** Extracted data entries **
*-*-*
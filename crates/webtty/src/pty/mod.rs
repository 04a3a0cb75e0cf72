// SPDX-License-Identifier: BUSL-1.1
// Copyright (c) 2026 Alfred Jean LLC

//! PTY session: spawn the resolved command on a fresh pseudo-terminal of the
//! requested size, expose non-blocking reads and writes on the master, and
//! reap the child exactly once.

pub mod nbio;

use std::ffi::CString;
use std::io;
use std::os::fd::AsRawFd;
use std::path::PathBuf;
use std::sync::atomic::{AtomicBool, Ordering};

use nix::libc;
use nix::pty::{forkpty, ForkptyResult, Winsize};
use nix::sys::signal::{kill, Signal};
use nix::sys::wait::{waitpid, WaitPidFlag, WaitStatus};
use nix::unistd::{execvp, setgid, setuid, ForkResult, Gid, Pid, Uid};
use tokio::io::unix::AsyncFd;

use self::nbio::{io_err, set_nonblocking, PtyFd};

/// Resolved child-process descriptor handed over by the token authority.
/// Credentials are opaque to the core: the CLI resolves them before the
/// descriptor reaches a session.
#[derive(Debug, Clone)]
pub struct SpawnCommand {
    pub argv: Vec<String>,
    pub env: Vec<(String, String)>,
    pub cwd: Option<PathBuf>,
    pub uid: Option<u32>,
    pub gid: Option<u32>,
}

impl SpawnCommand {
    /// `argv` must have at least one element (the program to run).
    pub fn new<I, S>(argv: I) -> Self
    where
        I: IntoIterator<Item = S>,
        S: Into<String>,
    {
        Self {
            argv: argv.into_iter().map(Into::into).collect(),
            env: Vec::new(),
            cwd: None,
            uid: None,
            gid: None,
        }
    }

    /// The argv joined by spaces, as shown in the default window title.
    pub fn command_line(&self) -> String {
        self.argv.join(" ")
    }
}

/// How the child exited.
#[derive(Debug, Clone, Copy)]
pub struct ExitStatus {
    pub code: Option<i32>,
    pub signal: Option<i32>,
}

impl ExitStatus {
    pub fn success(&self) -> bool {
        self.code == Some(0)
    }
}

/// A child process attached to a PTY master configured for non-blocking I/O.
#[derive(Debug)]
pub struct PtyProcess {
    master: AsyncFd<PtyFd>,
    child: Pid,
    reaped: AtomicBool,
}

impl PtyProcess {
    /// Spawn `command` on a new PTY with the given initial window size.
    // forkpty requires unsafe: post-fork child is partially initialized
    #[allow(unsafe_code)]
    pub fn spawn(command: &SpawnCommand, cols: u16, rows: u16) -> io::Result<Self> {
        if command.argv.is_empty() {
            return Err(io::Error::new(io::ErrorKind::InvalidInput, "empty argv"));
        }

        let winsize = Winsize {
            ws_col: cols,
            ws_row: rows,
            ws_xpixel: 0,
            ws_ypixel: 0,
        };

        // SAFETY: forkpty is unsafe because the child is in a
        // partially-initialized state after fork. The child branch only
        // performs exec-safe setup and never returns into the runtime.
        let result = unsafe { forkpty(&winsize, None) }.map_err(io_err)?;
        let ForkptyResult { master, fork_result } = result;

        match fork_result {
            ForkResult::Child => {
                exec_child(command);
            }
            ForkResult::Parent { child } => {
                set_nonblocking(&master)?;
                let master = AsyncFd::new(PtyFd(master))?;
                Ok(Self { master, child, reaped: AtomicBool::new(false) })
            }
        }
    }

    /// Read a chunk of process output from the master.
    pub async fn read_chunk(&self, buf: &mut [u8]) -> io::Result<usize> {
        loop {
            let mut guard = self.master.readable().await?;
            match guard.try_io(|inner| {
                nix::unistd::read(inner.get_ref().as_raw_fd(), buf).map_err(io_err)
            }) {
                Ok(result) => return result,
                Err(_would_block) => continue,
            }
        }
    }

    /// Write client input to the master.
    pub async fn write_all(&self, data: &[u8]) -> io::Result<()> {
        let mut offset = 0;
        while offset < data.len() {
            let mut guard = self.master.writable().await?;
            match guard.try_io(|inner| {
                nix::unistd::write(inner.get_ref(), &data[offset..]).map_err(io_err)
            }) {
                Ok(Ok(n)) => offset += n,
                Ok(Err(e)) => return Err(e),
                Err(_would_block) => continue,
            }
        }
        Ok(())
    }

    /// Apply a new window size, then reassert non-blocking mode (resize
    /// clears it on some platforms).
    // TIOCSWINSZ ioctl requires unsafe for the libc::ioctl call
    #[allow(unsafe_code)]
    pub fn resize(&self, cols: u16, rows: u16) -> io::Result<()> {
        let ws = Winsize {
            ws_col: cols,
            ws_row: rows,
            ws_xpixel: 0,
            ws_ypixel: 0,
        };

        // SAFETY: TIOCSWINSZ is a well-defined ioctl that sets the window
        // size on the PTY master fd. The Winsize struct is properly
        // initialized.
        let ret = unsafe { libc::ioctl(self.master.as_raw_fd(), libc::TIOCSWINSZ, &ws) };
        if ret < 0 {
            return Err(io::Error::last_os_error());
        }

        set_nonblocking(self.master.get_ref())
    }

    pub fn child_pid(&self) -> i32 {
        self.child.as_raw()
    }

    /// Ask the child to go away, the same signal it would receive when the
    /// master side of its controlling terminal disappears.
    pub fn hangup(&self) {
        let _ = kill(self.child, Signal::SIGHUP);
    }

    /// Reap the child with one blocking wait on a blocking thread.
    pub async fn reap(&self) -> io::Result<ExitStatus> {
        self.reaped.store(true, Ordering::Release);
        let pid = self.child;
        tokio::task::spawn_blocking(move || wait_for_exit(pid))
            .await
            .map_err(|e| io::Error::new(io::ErrorKind::Other, e))?
    }
}

impl Drop for PtyProcess {
    fn drop(&mut self) {
        if self.reaped.load(Ordering::Acquire) {
            return;
        }
        // Best-effort shutdown for sessions torn down before cleanup ran:
        // SIGHUP, then SIGKILL.
        let _ = kill(self.child, Signal::SIGHUP);
        std::thread::sleep(std::time::Duration::from_millis(50));
        let _ = kill(self.child, Signal::SIGKILL);
        let _ = waitpid(self.child, Some(WaitPidFlag::WNOHANG));
    }
}

/// Child-side setup between fork and exec. Never returns.
fn exec_child(command: &SpawnCommand) -> ! {
    std::env::set_var("TERM", "xterm-256color");
    for (key, value) in &command.env {
        std::env::set_var(key, value);
    }

    if let Some(cwd) = &command.cwd {
        if std::env::set_current_dir(cwd).is_err() {
            eprintln!("webtty: failed to chdir to {}", cwd.display());
            std::process::exit(127);
        }
    }

    // Group first: dropping the user id first would lose the right to
    // change groups.
    if let Some(gid) = command.gid {
        if setgid(Gid::from_raw(gid)).is_err() {
            eprintln!("webtty: setgid({gid}) failed");
            std::process::exit(127);
        }
    }
    if let Some(uid) = command.uid {
        if setuid(Uid::from_raw(uid)).is_err() {
            eprintln!("webtty: setuid({uid}) failed");
            std::process::exit(127);
        }
    }

    let c_args: Vec<CString> = match command
        .argv
        .iter()
        .map(|s| CString::new(s.as_bytes()))
        .collect::<Result<_, _>>()
    {
        Ok(args) => args,
        Err(_) => {
            eprintln!("webtty: invalid command argument");
            std::process::exit(127);
        }
    };

    let _ = execvp(&c_args[0], &c_args);
    eprintln!("webtty: exec failed: {}", io::Error::last_os_error());
    std::process::exit(127);
}

/// Block until the child exits and convert to our `ExitStatus`.
fn wait_for_exit(pid: Pid) -> io::Result<ExitStatus> {
    loop {
        match waitpid(pid, None) {
            Ok(WaitStatus::Exited(_, code)) => {
                return Ok(ExitStatus { code: Some(code), signal: None });
            }
            Ok(WaitStatus::Signaled(_, sig, _)) => {
                return Ok(ExitStatus { code: None, signal: Some(sig as i32) });
            }
            Ok(_) => continue,
            Err(nix::errno::Errno::EINTR) => continue,
            Err(e) => return Err(io_err(e)),
        }
    }
}
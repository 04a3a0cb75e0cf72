// SPDX-License-Identifier: BUSL-1.1
// Copyright (c) 2026 Alfred Jean LLC

//! WebSocket frame codec and permessage-deflate compression.

pub mod deflate;
pub mod frame;

pub use deflate::{DeflateParams, Deflater, Inflater};
pub use frame::{Frame, FrameCodec, Opcode, MAX_HEADER_SIZE};
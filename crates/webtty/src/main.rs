// SPDX-License-Identifier: BUSL-1.1
// Copyright (c) 2026 Alfred Jean LLC

//! `webttyd`: serve a command over the ttyd protocol.
//!
//! The core library handles the upgrade and the session; this front-end owns
//! flag parsing, credential resolution, listener setup, and the route table
//! (`/` index page, `/token`, `/ws`), optionally behind HTTP basic auth.

use std::net::SocketAddr;
use std::path::PathBuf;
use std::sync::Arc;

use anyhow::{bail, Context};
use axum::body::Body;
use axum::extract::{Request, State};
use axum::http::{header, Response, StatusCode};
use axum::response::{Html, IntoResponse};
use axum::routing::{any, get};
use axum::Router;
use base64::engine::general_purpose::STANDARD as BASE64;
use base64::Engine as _;
use clap::Parser;
use hyper_util::rt::{TokioExecutor, TokioIo};
use hyper_util::server::conn::auto;
use hyper_util::service::TowerToHyperService;
use tokio::io::{AsyncRead, AsyncWrite};
use tokio::net::{TcpListener, UnixListener};
use tracing::{debug, info};

use webtty::{BasicAuthTokenHandler, CompressionMode, Handler, Options, SpawnCommand};

const INDEX_HTML: &str = include_str!("../static/index.html");

/// Serve a command over the ttyd protocol.
#[derive(Debug, Parser)]
#[command(name = "webttyd", version, about)]
struct Cli {
    /// Address to listen on; use port 0 to select a random port.
    #[arg(long, env = "WEBTTY_ADDR", default_value = "127.0.0.1:7681")]
    addr: String,

    /// Unix socket to listen on; takes precedence over --addr.
    #[arg(long, env = "WEBTTY_SOCKET")]
    socket: Option<PathBuf>,

    /// Basic auth credential (user:password).
    #[arg(long, env = "WEBTTY_BASIC")]
    basic: Option<String>,

    /// Forward client input to the terminal.
    #[arg(long)]
    writable: bool,

    /// Negotiate permessage-deflate compression.
    #[arg(long)]
    compress: bool,

    /// Run the command as this user id.
    #[arg(long)]
    uid: Option<u32>,

    /// Run the command as this group id.
    #[arg(long)]
    gid: Option<u32>,

    /// Working directory for the command; inherited if not provided.
    #[arg(long)]
    cwd: Option<PathBuf>,

    /// Command to run, with its arguments.
    #[arg(trailing_var_arg = true, allow_hyphen_values = true, required = true)]
    command: Vec<String>,
}

#[derive(Clone)]
struct AppState {
    handler: Arc<Handler>,
    basic: Option<(String, String)>,
}

#[tokio::main]
async fn main() -> anyhow::Result<()> {
    tracing_subscriber::fmt()
        .with_env_filter(
            tracing_subscriber::EnvFilter::try_from_default_env()
                .unwrap_or_else(|_| "webtty=info,webttyd=info".into()),
        )
        .init();

    let cli = Cli::parse();

    let basic = match &cli.basic {
        Some(credential) => match credential.split_once(':') {
            Some((user, pass)) => Some((user.to_owned(), pass.to_owned())),
            None => bail!("invalid basic auth credential, expected user:password"),
        },
        None => None,
    };

    // When only one of uid/gid is given, the other defaults to the current
    // process's id, mirroring how a shell would resolve it.
    let (uid, gid) = match (cli.uid, cli.gid) {
        (None, None) => (None, None),
        (uid, gid) => (
            Some(uid.unwrap_or_else(|| nix::unistd::getuid().as_raw())),
            Some(gid.unwrap_or_else(|| nix::unistd::getgid().as_raw())),
        ),
    };

    let mut command = SpawnCommand::new(cli.command.clone());
    command.cwd = cli.cwd.clone();
    command.uid = uid;
    command.gid = gid;

    let mut options = Options::new().writable(cli.writable);
    if cli.compress {
        options = options.compression(CompressionMode::ContextTakeover);
    }

    let handler = match &basic {
        Some((user, pass)) => Arc::new(Handler::with_token_handler(
            command.clone(),
            Arc::new(BasicAuthTokenHandler::new(user, pass, command)),
            options,
        )),
        None => Arc::new(Handler::new(command, options)),
    };

    let app = Router::new()
        .route("/", get(index))
        .route("/token", get(token))
        .route("/ws", any(ws))
        .with_state(AppState { handler, basic });

    if let Some(path) = &cli.socket {
        let _ = std::fs::remove_file(path);
        let listener = UnixListener::bind(path)
            .with_context(|| format!("failed to listen on {}", path.display()))?;
        info!(socket = %path.display(), "listening");
        loop {
            let (stream, _) = listener.accept().await.context("accept failed")?;
            let app = app.clone();
            tokio::spawn(serve_connection(stream, app));
        }
    }

    let listener = TcpListener::bind(&cli.addr)
        .await
        .with_context(|| format!("failed to listen on {}", cli.addr))?;
    let local: SocketAddr = listener.local_addr().context("local addr")?;
    info!(addr = %local, "listening");
    loop {
        let (stream, _) = listener.accept().await.context("accept failed")?;
        let app = app.clone();
        tokio::spawn(serve_connection(stream, app));
    }
}

/// Serve one connection with both HTTP/1.1 upgrades and HTTP/2 extended
/// CONNECT enabled.
async fn serve_connection<S>(stream: S, app: Router)
where
    S: AsyncRead + AsyncWrite + Unpin + Send + 'static,
{
    let service = TowerToHyperService::new(app);
    let mut builder = auto::Builder::new(TokioExecutor::new());
    builder.http2().enable_connect_protocol();
    if let Err(err) = builder
        .serve_connection_with_upgrades(TokioIo::new(stream), service)
        .await
    {
        debug!(error = %err, "connection ended with error");
    }
}

/// Check HTTP basic auth when configured; mirrors the gate the original CLI
/// puts in front of every route.
fn check_basic(state: &AppState, headers: &axum::http::HeaderMap) -> Result<(), Response<Body>> {
    let Some((user, pass)) = &state.basic else {
        return Ok(());
    };
    let expected = BASE64.encode(format!("{user}:{pass}"));
    let presented = headers
        .get(header::AUTHORIZATION)
        .and_then(|v| v.to_str().ok())
        .and_then(|v| v.strip_prefix("Basic "));
    if presented == Some(expected.as_str()) {
        return Ok(());
    }
    Err(Response::builder()
        .status(StatusCode::UNAUTHORIZED)
        .header(header::WWW_AUTHENTICATE, "Basic realm=\"webtty\"")
        .body(Body::from("Unauthorized"))
        .expect("static response must build"))
}

async fn index(State(state): State<AppState>, req: Request) -> Response<Body> {
    if let Err(response) = check_basic(&state, req.headers()) {
        return response;
    }
    Html(INDEX_HTML).into_response()
}

async fn token(State(state): State<AppState>, req: Request) -> Response<Body> {
    if let Err(response) = check_basic(&state, req.headers()) {
        return response;
    }
    let (parts, _) = req.into_parts();
    webtty::serve_token(state.handler.token_handler().as_ref(), &parts)
}

async fn ws(State(state): State<AppState>, req: Request) -> Response<Body> {
    if let Err(response) = check_basic(&state, req.headers()) {
        return response;
    }
    state.handler.clone().serve(req).await
}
*-*-*
** What is being asked **
Your job is to copy out every line from the records above that has the word "auto".

** Response area **
use hyper_util::server::conn::auto;
    let mut builder = auto::Builder::new(TokioExecutor::new());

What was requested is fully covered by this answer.